Le syndicat des personnels de l’éducation et des sciences d’Ukraine, tout comme de nombreux autres syndicats dans le pays, soutient vivement les personnes déplacées à l’intérieur du pays, en apportant sa contribution en termes d’aide humanitaire et d’assistance, à ses membres dans le besoin.

Nous n’avons aucun doute sur le fait que l’Ukraine gagnera, et retrouvera la paix et la liberté. Cependant, les blessures sont profondes, et le traumatisme physique et psychologique ne disparaitra pas du jour au lendemain. Il faudra des années, voire des cycles entiers de vies, pour parvenir à composer avec les souffrances et les pertes que nous avons si injustement subies. Nous ne pouvons oublier les violences sexuelles à l’encontre des femmes et des jeunes filles, les attaques sur des civils, les actes de torture, et toutes ces vies innocentes perdues ou altérées à jamais. Les autorités ukrainiennes rassemblent des preuves de crimes de guerre dans presque tous les territoires récemment libérés. Nous appelons la communauté internationale à reconnaitre la russie comme un État terroriste, afin de garantir que de tels crimes ne restent pas impunis, et d’engager tous les efforts nécessaires pour poursuivre les auteurs et ceux qui ont déclenché cette guerre sanglante, dans le plein respect du droit international.

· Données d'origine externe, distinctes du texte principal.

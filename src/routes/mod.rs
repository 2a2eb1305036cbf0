pub mod callback;
pub mod error;
pub mod health;
pub mod metrics;
pub mod process;

use axum::routing::{get, post};
use axum::Router;

use crate::app_state::AppState;

/// Routes served by the processing API.
pub fn processing_router(state: AppState) -> Router {
    Router::new()
        .route("/health", get(health::health_check))
        .route("/process", post(process::process_face_swap))
        .route("/process-face-swap", post(process::process_face_swap))
        .route("/process-test-image", post(process::process_test_image))
        .route("/direct-swap", post(process::direct_swap))
        .with_state(state)
}

/// Routes served by the callback receiver. All result paths share one handler;
/// everything but `/callback` is kept for older clients.
pub fn receiver_router() -> Router {
    const RESULT_PATHS: [&str; 6] = [
        "/callback",
        "/callback/face-swap",
        "/callback/test-image",
        "/test",
        "/direct",
        "/face-swap",
    ];

    RESULT_PATHS
        .iter()
        .fold(Router::new(), |router, path| {
            router.route(path, post(callback::receive_callback))
        })
        .route("/health", get(health::receiver_health))
}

Le fait de voir la justice rendue, constituera le premier pas vers la guérison et la reconstruction de nos vies et de notre pays.

1. ^

Cette orthographe, sans majuscule, a été choisie par l'auteure pour marquer son opposition à la guerre d'agression contre l'Ukraine.

Le contenu et les avis exprimés dans ce blog sont ceux de son auteur et ne reflètent pas nécessairement la position officielle de l’Internationale de l’Education.